The Pfizer-BioNTech vaccine is being given to health care workers and people in long-term care facilities across the United States—and several more (Moderna, Sanofi, Johnson & Johnson, Novavax) are not far behind, writes BIO’s Tom DiLenge in InsideSources. He explains how this happened so quickly—and why we must continue to protect America’s innovation ecosystem.
Less than one year after the novel coronavirus was identified, “we have more than 750 unique compounds in development to combat the disease. Close to 100 of those compounds are in the final stages of development,” says DiLenge, BIO’s President of Advocacy, Law, and Public Policy.
Notably, “more than half of the projects underway originate within the United States.”
“One reason for this unparalleled response? Strong intellectual property protection for innovators,” which “rewards this type of risk taking.”
However: “There have long been attempts to weaken intellectual property protections for drug innovators, and those efforts are now being used against those working to develop COVID-19 vaccines and therapies.”
These include “global ‘compulsory licensing laws,’ which would allow countries to revoke an innovator’s patents and then license those patents to the innovator’s foreign or domestic competitors,” he explains.
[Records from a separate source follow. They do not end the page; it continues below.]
mod delete_background;
mod footer_bar;
mod status_bar;
mod swipe_list;
mod swipe_row;

pub use delete_background::{
    CANCEL_ICON, DELETE_ICON, DEFAULT_PROMPT, DeleteBackground, DeleteBackgroundLayout,
};
pub use footer_bar::{FooterBar, FooterBarStyle};
pub use status_bar::{StatusBar, StatusLevel};
pub use swipe_list::{SwipeList, SwipeListState};
pub use swipe_row::{OnDelete, RowContent, SwipeRow, SwipeToDelete};
//! Event handling.

use crossterm::event::{KeyCode, KeyEvent, KeyEventKind, KeyModifiers};

/// Result of event handling.
#[derive(Debug, Clone, Copy, PartialEq, Eq)]
pub enum EventResult {
    /// Event was not handled.
    Continue,
    /// Exit application.
    Exit,
    /// Event was consumed.
    Consumed,
}

/// Terminal key classification.
pub struct EventHandler;

impl EventHandler {
    /// Checks if key is a quit event.
    ///
    /// `Esc` is left out since it cancels a revealed row.
    #[must_use]
    pub fn is_quit_event(key: &KeyEvent) -> bool {
        matches!(
            key,
            KeyEvent {
                code: KeyCode::Char('q'),
                modifiers: KeyModifiers::NONE,
                ..
            } | KeyEvent {
                code: KeyCode::Char('c'),
                modifiers: KeyModifiers::CONTROL,
                ..
            }
        )
    }

    /// Release and repeat events are dropped so each key acts once.
    #[must_use]
    pub fn is_press(key: &KeyEvent) -> bool {
        key.kind == KeyEventKind::Press
    }
}
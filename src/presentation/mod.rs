//! Presentation layer with UI components and event handling.

/// Event handling.
pub mod events;
/// Colors and styles.
pub mod theme;
/// UI screens.
pub mod ui;
/// Reusable widgets.
pub mod widgets;

pub use ui::App;
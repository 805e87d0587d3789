//! Application configuration.

use directories::ProjectDirs;
use serde::{Deserialize, Serialize};
use std::path::PathBuf;
use std::time::Duration;

use crate::domain::swipe::{DEFAULT_DISMISS_THRESHOLD, SwipeConfig};

const APP_NAME: &str = "swipe-to-delete";
const APP_QUALIFIER: &str = "com";
const APP_ORGANIZATION: &str = "linuxmobile";

/// Log level configuration.
#[derive(Debug, Clone, Copy, Default, PartialEq, Eq, Serialize, Deserialize, clap::ValueEnum)]
#[serde(rename_all = "lowercase")]
pub enum LogLevel {
    /// Trace level.
    Trace,
    /// Debug level.
    Debug,
    /// Info level.
    #[default]
    Info,
    /// Warning level.
    Warn,
    /// Error level.
    Error,
}

impl std::fmt::Display for LogLevel {
    fn fmt(&self, f: &mut std::fmt::Formatter<'_>) -> std::fmt::Result {
        match self {
            Self::Trace => write!(f, "trace"),
            Self::Debug => write!(f, "debug"),
            Self::Info => write!(f, "info"),
            Self::Warn => write!(f, "warn"),
            Self::Error => write!(f, "error"),
        }
    }
}

/// Application configuration.
#[derive(Debug, Serialize, Deserialize)]
pub struct AppConfig {
    /// Configuration file path.
    #[serde(skip)]
    pub config: Option<PathBuf>,

    /// Log file path.
    #[serde(skip)]
    pub log_path: Option<PathBuf>,

    /// Log verbosity level.
    #[serde(default)]
    pub log_level: LogLevel,

    /// Enable mouse support.
    #[serde(default = "default_true")]
    pub mouse: bool,

    /// UI configuration.
    #[serde(default)]
    pub ui: UiConfig,

    /// Theme configuration.
    #[serde(default)]
    pub theme: ThemeConfig,

    /// List contents.
    #[serde(default)]
    pub list: ListConfig,
}

/// UI configuration.
#[derive(Debug, Clone, Serialize, Deserialize)]
pub struct UiConfig {
    /// Draw the shrink and fade when a row is deleted.
    #[serde(default = "default_true")]
    pub enable_animations: bool,

    /// Delay between delete confirmation and removal, in milliseconds.
    #[serde(default = "default_exit_animation_ms")]
    pub exit_animation_ms: u64,

    /// End-to-start drag distance, in terminal columns, that pins a row open.
    #[serde(default = "default_dismiss_threshold")]
    pub dismiss_threshold: u16,

    /// Columns moved per keyboard swipe step.
    #[serde(default = "default_keyboard_step")]
    pub keyboard_step: u16,

    /// Height of a row in terminal lines.
    #[serde(default = "default_row_height")]
    pub row_height: u16,
}

impl UiConfig {
    /// Row behavior derived from this configuration.
    #[must_use]
    pub const fn swipe_config(&self) -> SwipeConfig {
        SwipeConfig {
            dismiss_threshold: self.dismiss_threshold,
            exit_duration: Duration::from_millis(self.exit_animation_ms),
            animations: self.enable_animations,
        }
    }
}

impl Default for UiConfig {
    fn default() -> Self {
        Self {
            enable_animations: true,
            exit_animation_ms: default_exit_animation_ms(),
            dismiss_threshold: default_dismiss_threshold(),
            keyboard_step: default_keyboard_step(),
            row_height: default_row_height(),
        }
    }
}

/// Theme configuration.
#[derive(Debug, Clone, Serialize, Deserialize)]
pub struct ThemeConfig {
    /// Accent color (name or hex code).
    #[serde(default = "default_accent_color")]
    pub accent_color: String,

    /// Backdrop color behind swiped rows (name or hex code).
    #[serde(default = "default_danger_color")]
    pub danger_color: String,
}

impl Default for ThemeConfig {
    fn default() -> Self {
        Self {
            accent_color: default_accent_color(),
            danger_color: default_danger_color(),
        }
    }
}

/// List configuration.
#[derive(Debug, Clone, Serialize, Deserialize)]
pub struct ListConfig {
    /// Confirmation prompt shown behind a swiped row.
    #[serde(default = "default_prompt")]
    pub prompt: String,

    /// Items to show instead of the built-in cities.
    #[serde(default, skip_serializing_if = "Option::is_none")]
    pub items: Option<Vec<String>>,
}

impl Default for ListConfig {
    fn default() -> Self {
        Self {
            prompt: default_prompt(),
            items: None,
        }
    }
}

fn default_true() -> bool {
    true
}

fn default_exit_animation_ms() -> u64 {
    500
}

fn default_dismiss_threshold() -> u16 {
    DEFAULT_DISMISS_THRESHOLD
}

fn default_keyboard_step() -> u16 {
    8
}

fn default_row_height() -> u16 {
    3
}

fn default_accent_color() -> String {
    "Yellow".to_string()
}

fn default_danger_color() -> String {
    "Red".to_string()
}

fn default_prompt() -> String {
    "Delete this city?".to_string()
}

use super::args::CliArgs;

impl AppConfig {
    /// Merges CLI arguments into the configuration.
    pub fn merge_with_args(&mut self, args: CliArgs) {
        if let Some(config_path) = args.config {
            self.config = Some(config_path);
        }
        if let Some(log_path) = args.log_path {
            self.log_path = Some(log_path);
        }
        if let Some(log_level) = args.log_level {
            self.log_level = log_level;
        }
        if let Some(mouse) = args.mouse {
            self.mouse = mouse;
        }
        if let Some(enable_animations) = args.enable_animations {
            self.ui.enable_animations = enable_animations;
        }
        if let Some(exit_animation_ms) = args.exit_animation_ms {
            self.ui.exit_animation_ms = exit_animation_ms;
        }
        if let Some(dismiss_threshold) = args.dismiss_threshold {
            self.ui.dismiss_threshold = dismiss_threshold;
        }
        if let Some(accent_color) = args.accent_color {
            self.theme.accent_color = accent_color;
        }
    }

    /// Returns default config directory.
    #[must_use]
    pub fn default_config_dir() -> Option<PathBuf> {
        ProjectDirs::from(APP_QUALIFIER, APP_ORGANIZATION, APP_NAME)
            .map(|dirs| dirs.config_dir().to_path_buf())
    }

    /// Returns default log file path.
    #[must_use]
    pub fn default_log_path() -> Option<PathBuf> {
        ProjectDirs::from(APP_QUALIFIER, APP_ORGANIZATION, APP_NAME)
            .map(|dirs| dirs.data_dir().join("swipe-to-delete.log"))
    }

    /// Returns effective log path.
    #[must_use]
    pub fn effective_log_path(&self) -> Option<PathBuf> {
        self.log_path.clone().or_else(Self::default_log_path)
    }
}

impl Default for AppConfig {
    fn default() -> Self {
        Self {
            config: None,
            log_path: None,
            log_level: LogLevel::Info,
            mouse: true,
            ui: UiConfig::default(),
            theme: ThemeConfig::default(),
            list: ListConfig::default(),
        }
    }
}

#[cfg(test)]
mod tests {
    use super::*;
    use clap::Parser;

    #[test]
    fn test_parse_config() {
        let toml_content = r##"
            log_level = "debug"
            mouse = false

            [ui]
            enable_animations = false
            exit_animation_ms = 250
            dismiss_threshold = 24

            [theme]
            danger_color = "#aa0000"

            [list]
            prompt = "Remove?"
            items = ["Lisbon", "Porto"]
        "##;

        let config: AppConfig = toml::from_str(toml_content).expect("Failed to parse config");

        assert_eq!(config.log_level, LogLevel::Debug);
        assert!(!config.mouse);
        assert!(!config.ui.enable_animations);
        assert_eq!(config.ui.keyboard_step, 8);
        assert_eq!(config.theme.accent_color, "Yellow");
        assert_eq!(config.list.prompt, "Remove?");
        assert_eq!(
            config.list.items,
            Some(vec!["Lisbon".to_string(), "Porto".to_string()])
        );

        let swipe = config.ui.swipe_config();
        assert_eq!(swipe.dismiss_threshold, 24);
        assert_eq!(swipe.exit_duration, Duration::from_millis(250));
        assert!(!swipe.animations);
    }

    #[test]
    fn test_default_config() {
        let config = AppConfig::default();

        assert!(config.mouse);
        assert!(config.list.items.is_none());
        assert_eq!(config.ui.swipe_config(), SwipeConfig::default());
    }

    #[test]
    fn test_args_override_file_values() {
        let mut config = AppConfig::default();
        let args = CliArgs::parse_from([
            "swipe-to-delete",
            "--dismiss-threshold",
            "12",
            "--enable-animations",
            "false",
            "--log-level",
            "trace",
        ]);

        config.merge_with_args(args);

        assert_eq!(config.ui.dismiss_threshold, 12);
        assert!(!config.ui.enable_animations);
        assert_eq!(config.log_level, LogLevel::Trace);
        assert_eq!(config.ui.exit_animation_ms, 500);
    }
}
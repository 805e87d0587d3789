//! Ordered in-memory item list.

use tracing::debug;

/// Ordered, mutable collection of items keyed by a caller-supplied function.
///
/// Insertion order is display order. Keys are expected to be unique; no
/// deduplication is performed. Every effective mutation bumps the revision so
/// views know to re-render.
#[derive(Debug, Clone)]
pub struct ListStore<T, K> {
    items: Vec<T>,
    key: fn(&T) -> K,
    revision: u64,
}

impl<T, K: PartialEq> ListStore<T, K> {
    /// Seeds a store with `items` in the given order.
    pub fn initialize(items: impl IntoIterator<Item = T>, key: fn(&T) -> K) -> Self {
        Self {
            items: items.into_iter().collect(),
            key,
            revision: 0,
        }
    }

    /// Appends an item at the end.
    pub fn append(&mut self, item: T) {
        self.items.push(item);
        self.revision += 1;
    }

    /// Removes the first item whose key matches `target`.
    ///
    /// Missing items are ignored, since a confirmation may race with an item
    /// that is already gone. Returns whether anything was removed.
    pub fn remove(&mut self, target: &T) -> bool {
        let key = (self.key)(target);
        self.remove_key(&key)
    }

    /// Removes the first item with the given key. See [`ListStore::remove`].
    pub fn remove_key(&mut self, key: &K) -> bool {
        let Some(index) = self.items.iter().position(|item| (self.key)(item) == *key) else {
            debug!("Remove ignored, item not present");
            return false;
        };

        self.items.remove(index);
        self.revision += 1;
        debug!(index, remaining = self.items.len(), "Item removed");
        true
    }

    /// Returns true if an item with `key` is present.
    #[must_use]
    pub fn contains_key(&self, key: &K) -> bool {
        self.items.iter().any(|item| (self.key)(item) == *key)
    }

    /// Computes the key of an item.
    #[must_use]
    pub fn key_of(&self, item: &T) -> K {
        (self.key)(item)
    }

    /// Items in display order.
    #[must_use]
    pub fn items(&self) -> &[T] {
        &self.items
    }

    /// Number of items.
    #[must_use]
    pub fn len(&self) -> usize {
        self.items.len()
    }

    /// Returns true if no items remain.
    #[must_use]
    pub fn is_empty(&self) -> bool {
        self.items.is_empty()
    }

    /// Mutation counter.
    #[must_use]
    pub const fn revision(&self) -> u64 {
        self.revision
    }
}

#[cfg(test)]
mod tests {
    use super::*;
    use test_case::test_case;

    fn store(items: &[&str]) -> ListStore<String, String> {
        ListStore::initialize(items.iter().map(|s| (*s).to_string()), String::clone)
    }

    fn contents(store: &ListStore<String, String>) -> Vec<&str> {
        store.items().iter().map(String::as_str).collect()
    }

    #[test]
    fn test_initialize_preserves_order() {
        let store = store(&["Austin, TX", "Brunswick, ME", "Washington, DC"]);

        assert_eq!(
            contents(&store),
            vec!["Austin, TX", "Brunswick, ME", "Washington, DC"]
        );
        assert_eq!(store.revision(), 0);
    }

    #[test_case(&["B"], &["A", "C", "D"] ; "middle")]
    #[test_case(&["A", "D"], &["B", "C"] ; "both_ends")]
    #[test_case(&["C", "A", "B", "D"], &[] ; "everything")]
    fn test_remove_keeps_relative_order(removed: &[&str], expected: &[&str]) {
        let mut store = store(&["A", "B", "C", "D"]);

        for key in removed {
            assert!(store.remove(&(*key).to_string()));
        }

        assert_eq!(contents(&store), expected);
        assert_eq!(store.revision(), removed.len() as u64);
    }

    #[test]
    fn test_remove_missing_is_noop() {
        let mut store = store(&["A", "B"]);

        assert!(!store.remove(&"Z".to_string()));
        assert_eq!(contents(&store), vec!["A", "B"]);
        assert_eq!(store.revision(), 0);
    }

    #[test]
    fn test_remove_twice_is_idempotent() {
        let mut store = store(&["A", "B", "C"]);

        assert!(store.remove(&"B".to_string()));
        assert!(!store.remove(&"B".to_string()));
        assert_eq!(contents(&store), vec!["A", "C"]);
    }

    #[test]
    fn test_custom_key_function() {
        #[derive(Debug, Clone)]
        struct City {
            name: &'static str,
            population: u32,
        }

        let mut store = ListStore::initialize(
            [
                City {
                    name: "Austin",
                    population: 961_855,
                },
                City {
                    name: "Poolesville",
                    population: 5_742,
                },
            ],
            |city: &City| city.name,
        );

        let stale = City {
            name: "Austin",
            population: 0,
        };
        assert!(store.remove(&stale));
        assert_eq!(store.len(), 1);
        assert_eq!(store.items()[0].population, 5_742);
        assert!(!store.contains_key(&"Austin"));
    }

    #[test]
    fn test_append_bumps_revision() {
        let mut store = store(&[]);
        assert!(store.is_empty());

        store.append("A".to_string());
        assert_eq!(store.revision(), 1);
        assert!(store.contains_key(&"A".to_string()));
    }
}
//! Swipe dismissal states and the events that drive them.

use std::fmt;

/// Per-row dismissal state.
///
/// Lives only as long as the row is mounted and is never persisted.
#[derive(Debug, Clone, Copy, Default, PartialEq, Eq, Hash)]
pub enum DismissalState {
    /// Row shows its content with no drag offset.
    #[default]
    Idle,
    /// Row is pinned open past the threshold with cancel and delete exposed.
    RevealedToStart,
    /// Delete was confirmed; the exit animation has not started yet.
    PendingDelete,
    /// Exit animation is running; removal fires when it completes.
    Deleting,
}

impl DismissalState {
    /// Returns true once a deletion has been confirmed.
    #[must_use]
    pub const fn is_deleting(self) -> bool {
        matches!(self, Self::PendingDelete | Self::Deleting)
    }
}

impl fmt::Display for DismissalState {
    fn fmt(&self, f: &mut fmt::Formatter<'_>) -> fmt::Result {
        match self {
            Self::Idle => write!(f, "idle"),
            Self::RevealedToStart => write!(f, "revealed"),
            Self::PendingDelete => write!(f, "pending-delete"),
            Self::Deleting => write!(f, "deleting"),
        }
    }
}

/// Discrete inputs accepted by the dismissal state machine.
#[derive(Debug, Clone, Copy, PartialEq, Eq, Hash)]
pub enum SwipeEvent {
    /// A drag was released at or beyond the dismissal threshold.
    DragPastThreshold,
    /// A drag was released short of the dismissal threshold.
    DragBelowThreshold,
    /// The cancel affordance was tapped.
    TapCancel,
    /// The delete affordance was tapped.
    TapDelete,
    /// The exit animation ran for its full duration.
    AnimationComplete,
}

impl fmt::Display for SwipeEvent {
    fn fmt(&self, f: &mut fmt::Formatter<'_>) -> fmt::Result {
        match self {
            Self::DragPastThreshold => write!(f, "drag-past-threshold"),
            Self::DragBelowThreshold => write!(f, "drag-below-threshold"),
            Self::TapCancel => write!(f, "tap-cancel"),
            Self::TapDelete => write!(f, "tap-delete"),
            Self::AnimationComplete => write!(f, "animation-complete"),
        }
    }
}

/// Direction of an in-progress swipe.
///
/// Only end-to-start swipes are enabled, so a row either has this
/// direction or none at all.
#[derive(Debug, Clone, Copy, PartialEq, Eq, Hash)]
pub enum SwipeDirection {
    /// From the reading-end edge toward the reading-start edge.
    EndToStart,
}

/// Tap targets revealed behind a row.
#[derive(Debug, Clone, Copy, PartialEq, Eq, Hash)]
pub enum Affordance {
    /// Closes the row without deleting.
    Cancel,
    /// Confirms the deletion.
    Delete,
}

impl Affordance {
    /// Maps the tap to the event it produces.
    #[must_use]
    pub const fn event(self) -> SwipeEvent {
        match self {
            Self::Cancel => SwipeEvent::TapCancel,
            Self::Delete => SwipeEvent::TapDelete,
        }
    }
}
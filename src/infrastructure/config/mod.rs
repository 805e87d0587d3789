//! Application configuration.

pub mod app_config;
pub mod args;
pub mod storage;

pub use app_config::{AppConfig, ListConfig, LogLevel, ThemeConfig, UiConfig};
pub use args::CliArgs;
pub use storage::{ConfigError, ConfigStore};
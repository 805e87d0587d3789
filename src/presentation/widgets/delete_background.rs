//! Confirmation backdrop revealed behind a swiped row.

use ratatui::{
    buffer::Buffer,
    layout::{Position, Rect},
    style::Style,
    widgets::{Clear, Widget},
};
use unicode_width::UnicodeWidthStr;

use crate::domain::swipe::{Affordance, SwipeDirection};

/// Cancel icon.
pub const CANCEL_ICON: &str = "✕";
/// Delete icon.
pub const DELETE_ICON: &str = "🗑";
/// Default confirmation prompt.
pub const DEFAULT_PROMPT: &str = "Delete this city?";

const EDGE_PADDING: u16 = 2;
const PROMPT_GAP: u16 = 3;
const ICON_GAP: u16 = 1;

/// Screen positions of the backdrop parts for a given row area.
#[derive(Debug, Clone, Copy, PartialEq, Eq)]
pub struct DeleteBackgroundLayout {
    /// Prompt text.
    pub prompt: Rect,
    /// Cancel tap target.
    pub cancel: Rect,
    /// Delete tap target.
    pub delete: Rect,
}

/// Stateless backdrop with a prompt and the cancel/delete icons.
///
/// Painted only for end-to-start swipes; with no direction it draws nothing
/// and the row beneath shows through.
#[derive(Debug, Clone, Copy)]
pub struct DeleteBackground<'a> {
    direction: Option<SwipeDirection>,
    prompt: &'a str,
    style: Style,
}

impl<'a> DeleteBackground<'a> {
    /// Creates a backdrop for the current swipe direction.
    #[must_use]
    pub const fn new(direction: Option<SwipeDirection>, prompt: &'a str) -> Self {
        Self {
            direction,
            prompt,
            style: Style::new(),
        }
    }

    /// Sets the backdrop style.
    #[must_use]
    pub const fn style(mut self, style: Style) -> Self {
        self.style = style;
        self
    }

    /// Computes where the prompt and both tap targets land inside `area`.
    ///
    /// Parts are right-aligned and vertically centered. The prompt is
    /// truncated from the right when the row is too narrow.
    #[must_use]
    pub fn layout(&self, area: Rect) -> DeleteBackgroundLayout {
        let y = area.y + area.height / 2;
        let right = area.right().saturating_sub(EDGE_PADDING);

        let delete_width = icon_target_width(DELETE_ICON);
        let delete_x = right.saturating_sub(delete_width).max(area.x);
        let delete = Rect::new(delete_x, y, right.saturating_sub(delete_x), 1);

        let cancel_width = icon_target_width(CANCEL_ICON);
        let cancel_right = delete_x.saturating_sub(ICON_GAP);
        let cancel_x = cancel_right.saturating_sub(cancel_width).max(area.x);
        let cancel = Rect::new(cancel_x, y, cancel_right.saturating_sub(cancel_x), 1);

        let prompt_right = cancel_x.saturating_sub(PROMPT_GAP).max(area.x);
        let prompt_width = u16::try_from(self.prompt.width())
            .unwrap_or(u16::MAX)
            .min(prompt_right - area.x);
        let prompt = Rect::new(prompt_right - prompt_width, y, prompt_width, 1);

        DeleteBackgroundLayout {
            prompt,
            cancel,
            delete,
        }
    }

    /// Returns the affordance under `position`, if any.
    #[must_use]
    pub fn target_at(&self, area: Rect, position: Position) -> Option<Affordance> {
        let layout = self.layout(area);
        if layout.cancel.contains(position) {
            Some(Affordance::Cancel)
        } else if layout.delete.contains(position) {
            Some(Affordance::Delete)
        } else {
            None
        }
    }
}

impl Widget for DeleteBackground<'_> {
    fn render(self, area: Rect, buf: &mut Buffer) {
        if self.direction != Some(SwipeDirection::EndToStart) || area.is_empty() {
            return;
        }

        Clear.render(area, buf);
        buf.set_style(area, self.style);

        let layout = self.layout(area);
        buf.set_stringn(
            layout.prompt.x,
            layout.prompt.y,
            self.prompt,
            usize::from(layout.prompt.width),
            self.style,
        );
        render_icon(CANCEL_ICON, layout.cancel, buf, self.style);
        render_icon(DELETE_ICON, layout.delete, buf, self.style);
    }
}

fn icon_target_width(icon: &str) -> u16 {
    u16::try_from(icon.width()).unwrap_or(1) + 2
}

fn render_icon(icon: &str, target: Rect, buf: &mut Buffer, style: Style) {
    if target.width < 3 {
        return;
    }
    buf.set_stringn(
        target.x + 1,
        target.y,
        icon,
        usize::from(target.width - 2),
        style,
    );
}

#[cfg(test)]
mod tests {
    use super::*;
    use ratatui::style::Color;

    fn row_text(buf: &Buffer, y: u16) -> String {
        (buf.area.x..buf.area.right())
            .map(|x| buf[(x, y)].symbol().to_string())
            .collect()
    }

    #[test]
    fn test_no_direction_draws_nothing() {
        let area = Rect::new(0, 0, 40, 3);
        let mut buf = Buffer::empty(area);

        DeleteBackground::new(None, DEFAULT_PROMPT)
            .style(Style::default().bg(Color::Red))
            .render(area, &mut buf);

        assert_eq!(buf, Buffer::empty(area));
    }

    #[test]
    fn test_end_to_start_paints_prompt_and_backdrop() {
        let area = Rect::new(0, 0, 40, 3);
        let mut buf = Buffer::empty(area);

        DeleteBackground::new(Some(SwipeDirection::EndToStart), DEFAULT_PROMPT)
            .style(Style::default().bg(Color::Red))
            .render(area, &mut buf);

        assert!(row_text(&buf, 1).contains(DEFAULT_PROMPT));
        assert!(row_text(&buf, 1).contains(CANCEL_ICON));
        assert_eq!(buf[(0, 0)].bg, Color::Red);
        assert_eq!(buf[(39, 2)].bg, Color::Red);
    }

    #[test]
    fn test_layout_orders_prompt_cancel_delete() {
        let area = Rect::new(0, 4, 60, 3);
        let layout = DeleteBackground::new(None, DEFAULT_PROMPT).layout(area);

        assert_eq!(layout.prompt.y, 5);
        assert_eq!(layout.delete.right(), 58);
        assert!(layout.cancel.right() < layout.delete.x);
        assert!(layout.prompt.right() < layout.cancel.x);
        assert_eq!(usize::from(layout.prompt.width), DEFAULT_PROMPT.width());
    }

    #[test]
    fn test_target_at_exposes_two_targets() {
        let area = Rect::new(0, 0, 60, 3);
        let background = DeleteBackground::new(Some(SwipeDirection::EndToStart), DEFAULT_PROMPT);
        let layout = background.layout(area);

        assert_eq!(
            background.target_at(area, Position::new(layout.cancel.x + 1, 1)),
            Some(Affordance::Cancel)
        );
        assert_eq!(
            background.target_at(area, Position::new(layout.delete.x + 1, 1)),
            Some(Affordance::Delete)
        );
        assert_eq!(background.target_at(area, Position::new(0, 1)), None);
        assert_eq!(
            background.target_at(area, Position::new(layout.delete.x, 0)),
            None
        );
    }

    #[test]
    fn test_narrow_row_truncates_prompt() {
        let area = Rect::new(0, 0, 14, 1);
        let layout = DeleteBackground::new(None, DEFAULT_PROMPT).layout(area);

        assert!(usize::from(layout.prompt.width) < DEFAULT_PROMPT.width());
        assert!(layout.prompt.x >= area.x);
    }
}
Not only would these laws undermine innovation, safety, and efficiency, but these companies are already voluntarily “engaging in unprecedented collaboration with each other, governments and nongovernmental partners to provide global access to these lifesaving medicines at incredibly reasonable pricing.”
The bottom line: “The biopharmaceutical industry’s response to COVID-19 has demonstrated how science and modern medicine can save and improve lives. We should be heralding and protecting these scientists and researchers—especially during a global pandemic. Failing to do so may mean patients never see the true end of this current pandemic or the next one, or any of tomorrow’s much-needed groundbreaking therapies for a host of other serious and deadly diseases.”
Read the whole thing.
P.S. There’s another thing that will undermine innovation: President Trump’s Most Favored Nation drug pricing plan,which we’re taking to court. We recently filed a motion for preliminary injunction as the rule “will irreparably harm Plaintiffs’ members, who include biotechnology companies that manufacture and sell drugs covered by the Rule. The public interest and balance of equities also weigh heavily in favor of an injunction, because the Rule will otherwise cause severe and irreparable harms to patients, doctors, and others throughout the healthcare system.” Read more about the plan and BIO's lawsuit.
More Health Care News:
CNBC: U.S. plans to ship 6 million Moderna COVID-19 vaccine doses once FDA gives OK, as early as week’s end
“The FDA’s Vaccines and Related Biological Products Advisory Committee is scheduled to review Moderna’s vaccine on Thursday.”
The New York Times: 'I trust science,' says nurse who is first to get vaccine in the United States
“Because of lingering skepticism about the vaccine, even among some on her own staff, Ms. [Sandra] Lindsay, the director of critical care nursing, said she wanted to lead by example—particularly as a Black woman who understands the legacy of unequal and racist medical treatment and experimentation on people of color.”